TASK GOAL - The expected response is a copy of every line in the entries below that includes the word "Number".

───── SUPPLIED RECORDS ─────

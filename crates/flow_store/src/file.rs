// crates/flow_store/src/file.rs

use std::{
    path::{Path, PathBuf},
    sync::{
        Arc,
        atomic::{AtomicBool, Ordering},
    },
};

use async_trait::async_trait;
use tokio::{fs, sync::RwLock};
use tracing::{info, warn};

use crate::{
    node::FlowDocument,
    store::{FlowRuntime, FlowStore, FlowStoreError, Result, RuntimeSettings, validate_document},
};

/// Name of the flow file inside the user directory.
pub const FLOW_FILE: &str = "flows.json";

/// Flow runtime persisting the active document as `<userDir>/flows.json`.
#[derive(Debug, Clone, Default)]
pub struct FileFlowRuntime {
    path: Arc<RwLock<Option<PathBuf>>>,
    flows: Arc<RwLock<FlowDocument>>,
    running: Arc<AtomicBool>,
}

impl FileFlowRuntime {
    pub fn new() -> Self {
        Self::default()
    }

    /// Where the flows are written, once `init` has run.
    pub async fn flow_file(&self) -> Option<PathBuf> {
        self.path.read().await.clone()
    }

    async fn load(path: &Path) -> Result<FlowDocument> {
        match fs::read_to_string(path).await {
            Ok(text) if text.trim().is_empty() => Ok(FlowDocument::new()),
            Ok(text) => Ok(FlowDocument::from_json(&text)?),
            Err(err) if err.kind() == std::io::ErrorKind::NotFound => {
                info!("no flow file at {}, starting empty", path.display());
                Ok(FlowDocument::new())
            }
            Err(err) => Err(err.into()),
        }
    }
}

#[async_trait]
impl FlowStore for FileFlowRuntime {
    async fn get_flows(&self) -> Result<FlowDocument> {
        if !self.is_running() {
            return Err(FlowStoreError::NotInitialized);
        }
        Ok(self.flows.read().await.clone())
    }

    async fn deploy_flows(&self, flows: FlowDocument) -> Result<()> {
        if !self.is_running() {
            return Err(FlowStoreError::NotInitialized);
        }
        validate_document(&flows)?;
        let path = self
            .path
            .read()
            .await
            .clone()
            .ok_or(FlowStoreError::NotInitialized)?;

        // atomic replace through a sibling temp file
        let tmp = path.with_extension("json.tmp");
        fs::write(&tmp, flows.to_json_pretty()?).await?;
        fs::rename(&tmp, &path).await?;

        info!(nodes = flows.len(), "deployed flows to {}", path.display());
        *self.flows.write().await = flows;
        Ok(())
    }
}

#[async_trait]
impl FlowRuntime for FileFlowRuntime {
    async fn init(&self, settings: RuntimeSettings) -> Result<()> {
        fs::create_dir_all(&settings.user_dir).await?;
        *self.path.write().await = Some(settings.user_dir.join(FLOW_FILE));
        Ok(())
    }

    async fn start(&self) -> Result<()> {
        let path = self
            .path
            .read()
            .await
            .clone()
            .ok_or(FlowStoreError::NotInitialized)?;
        let flows = Self::load(&path).await?;
        if let Err(err) = validate_document(&flows) {
            warn!("stored flows in {} are invalid: {err}", path.display());
        }
        *self.flows.write().await = flows;
        self.running.store(true, Ordering::SeqCst);
        Ok(())
    }

    async fn stop(&self) -> Result<()> {
        self.running.store(false, Ordering::SeqCst);
        Ok(())
    }

    fn is_running(&self) -> bool {
        self.running.load(Ordering::SeqCst)
    }
}

#[cfg(test)]
mod tests {
    use super::*;
    use crate::node::{FlowNode, NodeType};
    use tempfile::TempDir;

    fn settings(dir: &Path) -> RuntimeSettings {
        RuntimeSettings {
            user_dir: dir.to_path_buf(),
            http_admin_root: "/".into(),
            http_node_root: "/red".into(),
        }
    }

    #[tokio::test]
    async fn deploy_persists_and_reloads() {
        let tmp = TempDir::new().unwrap();
        let runtime = FileFlowRuntime::new();
        runtime.init(settings(tmp.path())).await.unwrap();
        runtime.start().await.unwrap();
        assert!(runtime.get_flows().await.unwrap().is_empty());

        let doc: FlowDocument = vec![FlowNode::new("t1", NodeType::Tab).with("label", "Flow 1")].into();
        runtime.deploy_flows(doc.clone()).await.unwrap();
        assert!(tmp.path().join(FLOW_FILE).exists());

        let reopened = FileFlowRuntime::new();
        reopened.init(settings(tmp.path())).await.unwrap();
        reopened.start().await.unwrap();
        assert_eq!(reopened.get_flows().await.unwrap(), doc);
    }

    #[tokio::test]
    async fn invalid_deploy_leaves_file_untouched() {
        let tmp = TempDir::new().unwrap();
        let runtime = FileFlowRuntime::new();
        runtime.init(settings(tmp.path())).await.unwrap();
        runtime.start().await.unwrap();

        let bad: FlowDocument = vec![FlowNode::new("a", NodeType::Tab), FlowNode::new("a", NodeType::Tab)].into();
        assert!(matches!(runtime.deploy_flows(bad).await, Err(FlowStoreError::Validation(_))));
        assert!(!tmp.path().join(FLOW_FILE).exists());
    }

    #[tokio::test]
    async fn not_running_before_start() {
        let runtime = FileFlowRuntime::new();
        assert!(matches!(runtime.get_flows().await, Err(FlowStoreError::NotInitialized)));
        assert!(matches!(runtime.start().await, Err(FlowStoreError::NotInitialized)));
    }
}
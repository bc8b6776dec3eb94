// src/error.rs

use flow_store::FlowStoreError;
use thiserror::Error;

use crate::controller::ControllerState;

/// Everything the bridge can fail with.
#[derive(Error, Debug)]
pub enum BridgeError {
    /// A required attribute is missing or unusable. Fatal to `start`.
    #[error("configuration error: {0}")]
    Configuration(String),

    /// A flow document supplied as configuration could not be parsed.
    #[error("invalid flows: {0}")]
    Validation(String),

    /// The flow store could not hand out the current flows.
    #[error("flow store unavailable: {0}")]
    Adapter(#[source] FlowStoreError),

    /// The flow store refused a document we tried to deploy.
    #[error("deploy failed: {0}")]
    Deploy(#[source] FlowStoreError),

    /// The flow runtime failed to come up or go down.
    #[error("flow runtime error: {0}")]
    Runtime(#[source] FlowStoreError),

    /// Binding or accepting on a socket failed.
    #[error("transport error: {0}")]
    Io(#[from] std::io::Error),

    /// The component is not in a state where this operation is valid.
    #[error("invalid state for this operation: {0:?}")]
    InvalidState(ControllerState),
}

impl From<serde_json::Error> for BridgeError {
    fn from(err: serde_json::Error) -> BridgeError {
        BridgeError::Validation(err.to_string())
    }
}

pub type Result<T> = std::result::Result<T, BridgeError>;
//! Path addressing into the configuration document.

use serde::{Deserialize, Deserializer, Serialize, Serializer};
use std::fmt;
use std::str::FromStr;
use thiserror::Error;

/// Errors produced while parsing paths or identifiers.
#[derive(Debug, Clone, PartialEq, Eq, Error)]
pub enum PathError {
    /// The path has no segments.
    #[error("path is empty")]
    Empty,
    /// A dotted path contains an empty segment (`a..b`).
    #[error("empty segment at position {position} in path `{path}`")]
    EmptySegment { path: String, position: usize },
    /// The identifier is not a known platform.
    #[error("unknown platform: {0}")]
    UnknownPlatform(String),
    /// The identifier is not a known ad surface.
    #[error("unknown ad surface: {0}")]
    UnknownSurface(String),
}

/// One step of a path: a mapping key or a sequence index.
#[derive(Debug, Clone, PartialEq, Eq, Hash)]
pub enum PathSegment {
    Field(String),
    Index(usize),
}

impl PathSegment {
    /// Key used when the segment addresses a mapping.
    pub fn as_key(&self) -> String {
        match self {
            PathSegment::Field(name) => name.clone(),
            PathSegment::Index(index) => index.to_string(),
        }
    }
}

impl fmt::Display for PathSegment {
    fn fmt(&self, f: &mut fmt::Formatter<'_>) -> fmt::Result {
        match self {
            PathSegment::Field(name) => f.write_str(name),
            PathSegment::Index(index) => write!(f, "{index}"),
        }
    }
}

impl From<&str> for PathSegment {
    fn from(value: &str) -> Self {
        PathSegment::Field(value.to_string())
    }
}

impl From<usize> for PathSegment {
    fn from(value: usize) -> Self {
        PathSegment::Index(value)
    }
}

/// Ordered list of segments from the document root to a value.
#[derive(Debug, Clone, Default, PartialEq, Eq, Hash)]
pub struct FieldPath {
    segments: Vec<PathSegment>,
}

impl FieldPath {
    /// Empty path addressing the root.
    pub fn root() -> Self {
        Self::default()
    }

    /// Build a path from segments.
    pub fn from_segments(segments: Vec<PathSegment>) -> Self {
        Self { segments }
    }

    /// Extend the path with a mapping key.
    pub fn field(mut self, name: impl Into<String>) -> Self {
        self.segments.push(PathSegment::Field(name.into()));
        self
    }

    /// Extend the path with a sequence index.
    pub fn index(mut self, index: usize) -> Self {
        self.segments.push(PathSegment::Index(index));
        self
    }

    /// Append every segment of `other`.
    pub fn join(mut self, other: &FieldPath) -> Self {
        self.segments.extend(other.segments.iter().cloned());
        self
    }

    pub fn segments(&self) -> &[PathSegment] {
        &self.segments
    }

    pub fn is_empty(&self) -> bool {
        self.segments.is_empty()
    }

    pub fn len(&self) -> usize {
        self.segments.len()
    }

    /// Split into parent segments and the final segment.
    pub fn split_last(&self) -> Option<(&PathSegment, &[PathSegment])> {
        self.segments.split_last()
    }
}

impl fmt::Display for FieldPath {
    fn fmt(&self, f: &mut fmt::Formatter<'_>) -> fmt::Result {
        for (idx, segment) in self.segments.iter().enumerate() {
            if idx > 0 {
                f.write_str(".")?;
            }
            write!(f, "{segment}")?;
        }
        Ok(())
    }
}

impl FromStr for FieldPath {
    type Err = PathError;

    /// Parse a dotted path; all-digit segments become indices.
    fn from_str(value: &str) -> Result<Self, Self::Err> {
        if value.is_empty() {
            return Err(PathError::Empty);
        }
        let mut segments = Vec::new();
        for (position, part) in value.split('.').enumerate() {
            if part.is_empty() {
                return Err(PathError::EmptySegment {
                    path: value.to_string(),
                    position,
                });
            }
            let segment = if part.bytes().all(|b| b.is_ascii_digit()) {
                match part.parse::<usize>() {
                    Ok(index) => PathSegment::Index(index),
                    Err(_) => PathSegment::Field(part.to_string()),
                }
            } else {
                PathSegment::Field(part.to_string())
            };
            segments.push(segment);
        }
        Ok(Self { segments })
    }
}

/// Serialized in its dotted text form.
impl Serialize for FieldPath {
    fn serialize<S: Serializer>(&self, serializer: S) -> Result<S::Ok, S::Error> {
        serializer.collect_str(self)
    }
}

impl<'de> Deserialize<'de> for FieldPath {
    fn deserialize<D: Deserializer<'de>>(deserializer: D) -> Result<Self, D::Error> {
        let text = String::deserialize(deserializer)?;
        text.parse().map_err(serde::de::Error::custom)
    }
}
//! Read-only view over a schema node.

use serde_json::Value;

/// Primitive and structural types understood by the editor.
#[derive(Debug, Clone, Copy, PartialEq, Eq)]
pub enum SchemaType {
    Object,
    Array,
    String,
    Number,
    Boolean,
}

impl SchemaType {
    fn parse(raw: &str) -> Option<Self> {
        match raw {
            "object" => Some(SchemaType::Object),
            "array" => Some(SchemaType::Array),
            "string" => Some(SchemaType::String),
            "number" | "integer" => Some(SchemaType::Number),
            "boolean" => Some(SchemaType::Boolean),
            _ => None,
        }
    }
}

/// Borrowed view of one schema node.
///
/// Accessors are lenient: a node that is not a JSON object simply has no
/// type, properties, or default.
#[derive(Debug, Clone, Copy)]
pub struct SchemaNode<'a> {
    value: &'a Value,
}

impl<'a> SchemaNode<'a> {
    pub fn new(value: &'a Value) -> Self {
        Self { value }
    }

    /// Underlying JSON value.
    pub fn as_value(&self) -> &'a Value {
        self.value
    }

    /// The `$ref` pointer, if present.
    pub fn reference(&self) -> Option<&'a str> {
        self.value.get("$ref").and_then(Value::as_str)
    }

    pub fn schema_type(&self) -> Option<SchemaType> {
        self.value
            .get("type")
            .and_then(Value::as_str)
            .and_then(SchemaType::parse)
    }

    /// Literal `default`; an explicit `null` default counts as declared.
    pub fn default_value(&self) -> Option<&'a Value> {
        self.value.get("default")
    }

    /// Declared properties in schema order.
    pub fn properties(&self) -> Vec<(&'a str, SchemaNode<'a>)> {
        match self.value.get("properties").and_then(Value::as_object) {
            Some(map) => map
                .iter()
                .map(|(key, value)| (key.as_str(), SchemaNode::new(value)))
                .collect(),
            None => Vec::new(),
        }
    }

    pub fn property(&self, name: &str) -> Option<SchemaNode<'a>> {
        self.value
            .get("properties")
            .and_then(|props| props.get(name))
            .map(SchemaNode::new)
    }

    /// Names listed in `required`.
    pub fn required(&self) -> Vec<&'a str> {
        match self.value.get("required").and_then(Value::as_array) {
            Some(list) => list.iter().filter_map(Value::as_str).collect(),
            None => Vec::new(),
        }
    }

    pub fn is_required(&self, name: &str) -> bool {
        self.required().contains(&name)
    }

    /// Element schema of an array node.
    pub fn items(&self) -> Option<SchemaNode<'a>> {
        self.value.get("items").map(SchemaNode::new)
    }
}
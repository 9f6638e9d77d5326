//! Platform selector options for each place a platform can be added.

use crate::error::EditorError;
use crate::session::{ID_KEY, IS_MAIN_KEY, LEADERBOARDS_KEY, PAYMENTS_KEY, PLATFORMS_KEY, item_schema};
use crate::EditorSession;
use bridge_editor_protocol::{AdSurface, Platform, format_label};
use bridge_editor_schema::{SchemaNode, resolve};
use serde::Serialize;

/// Number of setting labels listed before `+N more`.
const SUMMARY_FIELDS: usize = 3;

/// Where the selected platform would be added.
#[derive(Debug, Clone, Copy, PartialEq, Eq)]
pub enum CatalogScope {
    Platforms,
    Payment(usize),
    Leaderboard(usize),
    Placement(AdSurface, usize),
}

#[derive(Debug, Clone, PartialEq, Eq, Serialize)]
pub struct PlatformOption {
    pub platform: Platform,
    pub label: String,
    /// Already present in the scope; selecting it again is a no-op.
    pub added: bool,
    /// Short description of the settings the platform brings.
    #[serde(skip_serializing_if = "Option::is_none")]
    pub summary: Option<String>,
}

/// Selectable platforms for `scope` whose label or id matches `filter`.
///
/// Candidates come from the schema, except placement overrides which offer
/// every known platform. Schema keys that are not platform ids are skipped.
pub fn platform_options(
    session: &EditorSession,
    scope: CatalogScope,
    filter: &str,
) -> Result<Vec<PlatformOption>, EditorError> {
    let schema = session.schema();
    let (candidates, added) = match scope {
        CatalogScope::Platforms => {
            let candidates = match schema.property(PLATFORMS_KEY)? {
                Some(section) => section.properties(),
                None => Vec::new(),
            };
            (candidates, session.added_platforms())
        }
        CatalogScope::Payment(index) => (
            item_schema(schema, PAYMENTS_KEY)?.properties(),
            session.payment_platforms(index),
        ),
        CatalogScope::Leaderboard(index) => (
            item_schema(schema, LEADERBOARDS_KEY)?.properties(),
            session.leaderboard_platforms(index),
        ),
        CatalogScope::Placement(surface, index) => {
            let added = session.placement_overrides(surface, index);
            return Ok(Platform::ALL
                .into_iter()
                .filter(|platform| platform.matches_filter(filter))
                .map(|platform| PlatformOption {
                    platform,
                    label: platform.label(),
                    added: added.contains(&platform),
                    summary: None,
                })
                .collect());
        }
    };

    let mut options = Vec::new();
    for (key, node) in candidates {
        if key == ID_KEY || key == IS_MAIN_KEY {
            continue;
        }
        let Ok(platform) = key.parse::<Platform>() else {
            continue;
        };
        if !platform.matches_filter(filter) {
            continue;
        }
        let summary = match scope {
            CatalogScope::Platforms => settings_summary(resolve(node, schema)?),
            CatalogScope::Payment(_) => fields_summary(resolve(node, schema)?),
            _ => None,
        };
        options.push(PlatformOption {
            platform,
            label: platform.label(),
            added: added.contains(&platform),
            summary,
        });
    }
    Ok(options)
}

/// `Settings: A, B, C, +N more`
fn settings_summary(node: SchemaNode<'_>) -> Option<String> {
    let names: Vec<&str> = node.properties().into_iter().map(|(name, _)| name).collect();
    if names.is_empty() {
        return None;
    }
    let mut summary = names
        .iter()
        .take(SUMMARY_FIELDS)
        .map(|name| format_label(name))
        .collect::<Vec<_>>()
        .join(", ");
    if names.len() > SUMMARY_FIELDS {
        summary.push_str(&format!(", +{} more", names.len() - SUMMARY_FIELDS));
    }
    Some(format!("Settings: {summary}"))
}

/// `Fields: A *, B`
fn fields_summary(node: SchemaNode<'_>) -> Option<String> {
    let fields: Vec<String> = node
        .properties()
        .into_iter()
        .map(|(name, _)| {
            if node.is_required(name) {
                format!("{} *", format_label(name))
            } else {
                format_label(name)
            }
        })
        .collect();
    if fields.is_empty() {
        None
    } else {
        Some(format!("Fields: {}", fields.join(", ")))
    }
}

─────

FINISHED EXERCISE -
    Number,
            "number" | "integer" => Some(SchemaType::Number),
/// Number of setting labels listed before `+N more`.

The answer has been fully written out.